Безумное искусство. Страх, скандал, безумие
Шрифт:

В книге «Дионис и прадионисийство» Вяч. Иванов широко пользуется различением аполлонической и дионисийской катартики, подчеркивая, что Аристотель по преимуществу имел дело с первой из них [см.: 8, с. 143–154]. Согласно реконструкции Вяч. Иванова аполлоническая катартика ведала отношениями между личностью и небесными богами, а через них – с гражданственностью. Дионисийская катартика ведала иррациональными состояниями личной и народной души и ее отношениями с божествами земли и преисподней. Если «в прадионисийских действах была представлена исключительно хтоническая сторона оргиазма», одержание божеством, то «дионисова религия включает в свое содержание вместе и пафос, и катарсис, и в этом ее главное отличие от религии чисто хтонической» [5, с. 238]. Отличие же ее от религии Аполлона – полная мера причастности к хтоническому, открытый доступ живым в мир теней, в мир ночной и подземный.

Сатиры, принявшие подданство Диониса, – это «демонические выходцы из могил <…>, души умерших людей, совлекшиеся человеческой индивидуации, слитые <…> со стихийной жизнью природы <…> Дикие и шалые, мрачные и радостные вместе, <…> они приносят с собой из плодотворящего Аида новый приток жизненных сил…» [5, с. 231]. Животная личина Сатира – предельное ослабление prindpii individuationis, принципа индивидуации. В прадионисийскую эпоху сатиры принадлежали к той подземной темной демонологии, которая противоречила ясному Олимпу. В Аполлоне выразился принцип разделения этих миров, в Дионисе – принцип их соединения. Трагедия, какой знал ее Аристотель, отреклась от изображения Диониса, выделив из себя сатирову драму. На том этапе, когда разделение между трагедией и сатировой драмой еще не было резким, «реакция безудержного веселья» была компонентой «плачевного действа» [5, с. 237], и лишь позднее трагедия заградилась от смеха.

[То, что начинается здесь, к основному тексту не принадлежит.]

use anyhow::{Context, Result};
use std::env;
use std::path::{Path, PathBuf};
use tracing::{debug, error, info};

use super::commands::CliArgs;
use super::output;
use crate::config::ChanvarsConfig;
use crate::fs::RealFileSystem;
use crate::output::{write_document, VariablesDocument};
use crate::scan::VariableScanner;
use crate::version;

/// What a successful run produced
#[derive(Debug, Clone, PartialEq, Eq)]
pub struct RunSummary {
    pub variables: usize,
    pub needs_review: usize,
    pub out: PathBuf,
    pub version: String,
}

/// Merges CLI arguments over the environment-derived defaults
pub fn build_config(args: &CliArgs) -> ChanvarsConfig {
    let defaults = ChanvarsConfig::default();

    ChanvarsConfig {
        base: args.base.clone(),
        dirs: ChanvarsConfig::resolve_dirs(&args.dirs, args.exclude_src),
        out: args.out.clone().unwrap_or(defaults.out),
        pretty: args.pretty || defaults.pretty,
        log_level: args
            .log_level
            .as_deref()
            .map(str::to_lowercase)
            .unwrap_or(defaults.log_level),
    }
}

/// Runs a scan and returns the process exit code
pub fn handle_scan(args: &CliArgs) -> i32 {
    match run(args) {
        Ok(summary) => {
            debug!(?summary, "Run finished");
            0
        }
        Err(e) => {
            error!("{:#}", e);
            1
        }
    }
}

pub fn run(args: &CliArgs) -> Result<RunSummary> {
    let config = build_config(args);
    config.validate()?;
    debug!("{}", config);

    let scanner = VariableScanner::new(RealFileSystem::new(), &config.base)?
        .with_dirs(&config.dirs);
    let result = scanner.scan().context("Scan failed")?;

    if args.show_replacements {
        print!("{}", output::format_replacements(&result.replacements()));
    }

    if args.needs_review {
        print!("{}", output::format_needs_review(&result.needs_review));
    }

    if let Some(notice) = output::format_review_notice(result.needs_review.len()) {
        println!("{}", notice);
    }

    let out = absolute(&config.out)?;
    let version = version::describe(&config.base);
    if version.is_empty() {
        info!(base = %config.base.display(), "No git version found for base");
    }

    let needs_review = result.needs_review.len();
    let doc = VariablesDocument::new(result.index, version.clone());
    let variables = doc.len();

    write_document(&doc, &out, config.pretty)
        .with_context(|| format!("Failed to write output to {}", out.display()))?;

    println!("{}", output::format_summary(variables, &out));

    Ok(RunSummary {
        variables,
        needs_review,
        out,
        version,
    })
}

fn absolute(path: &Path) -> Result<PathBuf> {
    if path.is_absolute() {
        return Ok(path.to_path_buf());
    }
    let cwd = env::current_dir().context("Failed to get current directory")?;
    Ok(cwd.join(path))
}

Разумеется, Гоголь не мыслил категориями, введенными в оборот Вячеславом Ивановым. Но кажется вполне очевидным, что в дионисийской катартике, в дионисийском способе движения к катарсису заключен тот культурный механизм, который стихийно подчинил себе Гоголя при создании «Ревизора». В этом нет ничего удивительного, если учесть повышенную восприимчивость Гоголя к фольклорно-обрядовой стороне жизни. Все ключевые признаки описанной парадигмы наличествуют у него. Это смешение комического и плачевного, это корневое тождество смеха и страха, связанное с растворением границ между земным и подземным, с растворением границ между различенными сущностями, с постоянно дающим себя знать ослаблением принципа индивидуации.

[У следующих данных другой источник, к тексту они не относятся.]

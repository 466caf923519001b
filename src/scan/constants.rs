use std::collections::HashMap;

/// `#define` name to replacement text. A later definition replaces an earlier one.
#[derive(Debug, Clone, Default, PartialEq, Eq)]
pub struct ConstantTable {
    constants: HashMap<String, String>,
}

impl ConstantTable {
    pub fn new() -> Self {
        Self::default()
    }

    pub fn insert(&mut self, name: String, value: String) {
        self.constants.insert(name, value);
    }

    pub fn extend(&mut self, defines: impl IntoIterator<Item = (String, String)>) {
        for (name, value) in defines {
            self.insert(name, value);
        }
    }

    pub fn get(&self, name: &str) -> Option<&str> {
        self.constants.get(name).map(String::as_str)
    }

    pub fn len(&self) -> usize {
        self.constants.len()
    }

    pub fn is_empty(&self) -> bool {
        self.constants.is_empty()
    }

    /// Substitutes a single level: the value is not looked up again
    pub fn resolve<'a>(&'a self, token: &'a str) -> &'a str {
        self.get(token).unwrap_or(token)
    }
}

/// How one call-site token was interpreted
#[derive(Debug, Clone, PartialEq, Eq)]
pub enum Replacement {
    /// Already a string literal
    Literal(String),
    /// Macro name expanded through the constant table
    Expanded { from: String, to: String },
    /// Macro name with no known definition
    Unresolved(String),
}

В «Страшной мести» в тот момент, когда «вдруг стало видимо далеко во все концы света» и на вершине горы в образе чудного всадника показался мертвый предок, колдун вскочил на своего коня, чтобы мчаться домой, «допросить нечистую силу, что значит такое диво». Но конь обернул к нему морду и – начал смеяться. «Дыбом поднялись волоса на голове колдуна» от страха. «Дико закричал он и заплакал», поворотил коня и помчался в Киев к святым местам за отпущением грехов [3, т. 1, с. 276]. Здесь перед нами – весь набор описанных признаков: расторжение границ горизонта («видимо <…> во все концы света»), расторжение границы земного и подземного (появление мертвого предка), смех в единстве со страхом, конский смех, расторгающий последние границы индивидуального – границы звериного и человеческого. Слитые вместе страх и смех вызывают в душе закоренелого грешника неудержимое желание немедленно очиститься. Но в «Страшной мести» катартического эффекта не происходит, страху и смеху границ не положено, смеющимся видит колдун святого схимника и оттого убивает его, и все дальнейшее имеет один вектор – под землю.

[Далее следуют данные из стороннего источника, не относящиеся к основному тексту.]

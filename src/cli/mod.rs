pub mod commands;
pub mod handler;
pub mod output;

pub use commands::CliArgs;
pub use handler::{handle_scan, run, RunSummary};
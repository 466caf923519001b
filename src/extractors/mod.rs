// Pattern-based extraction from C sources
//
// Extractors work on one file's text at a time. Walking the tree and
// aggregating results is the scanner's job.

pub mod defines;
pub mod variables;

pub use defines::{DefineExtractor, DEFINE_EXTENSIONS, DEFINE_PATTERN};
pub use variables::{
    VariableExtractor, VariableMatch, CHANNEL_VARIABLE_PATTERN, VARIABLE_EXTENSIONS,
};

/// True if `filename` ends with any of `extensions`
pub fn has_extension(filename: &str, extensions: &[&str]) -> bool {
    extensions.iter().any(|ext| filename.ends_with(ext))
}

Не затем ли введен в «Ревизора» ни с чем не сообразный тайный символ распятия, чтобы вектор этот развернуть в противоположную сторону? Именно в эту, противоположную подземному миру сторону однозначно направлен финал «Развязки «Ревизора»: «Дружно докажем всему свету, что в русской земле все, что ни есть, от мала до велика, стремится служить тому же, кому все должно служить что ни есть на всей земле, несется туда же (взглянувши наверх) к верху! к верховной вечной красоте!» [3, т. 4, с. 132–133].

Когда в «Развязке «Ревизора» Гоголь заявил, что город, изображенный в комедии, – наш душевный город, что ревизор – наша проснувшаяся совесть, а безобразные чиновники – наши бесчинствующие страсти, это вызвало изумление, не остывающее и по сей день. Авторское истолкование «Ревизора» показалось натяжкой, лишенной всякого соответствия органике пьесы. Но если принять во внимание, что Гоголь, ослабляющий принцип персонализма на уровне персонажей, придает персонализованную природу смеху, названному в «Театральном разъезде» честным, благородным лицом, то можно увидеть, что органика при позднем истолковании не нарушена, что моральный урок, выводимый Гоголем из «Ревизора», лишь наружно дидактичен и аллегоричен, внутренне же его возможность обеспечена глубинной причастностью его комедии тем архаическим культурным механизмам, которые были здесь описаны. «Ревизор», как и большинство текстов Гоголя, построен на принципе

двойной фокусировки: сфокусированный одним способом, он предъявляет предельно заостренную конкретику индивидуализированных фигур, сфокусированный другим способом, он предстает как действо страстей, где выступают такие персонажи, как смех, как ведомое к очищению одержание страхом и смехом.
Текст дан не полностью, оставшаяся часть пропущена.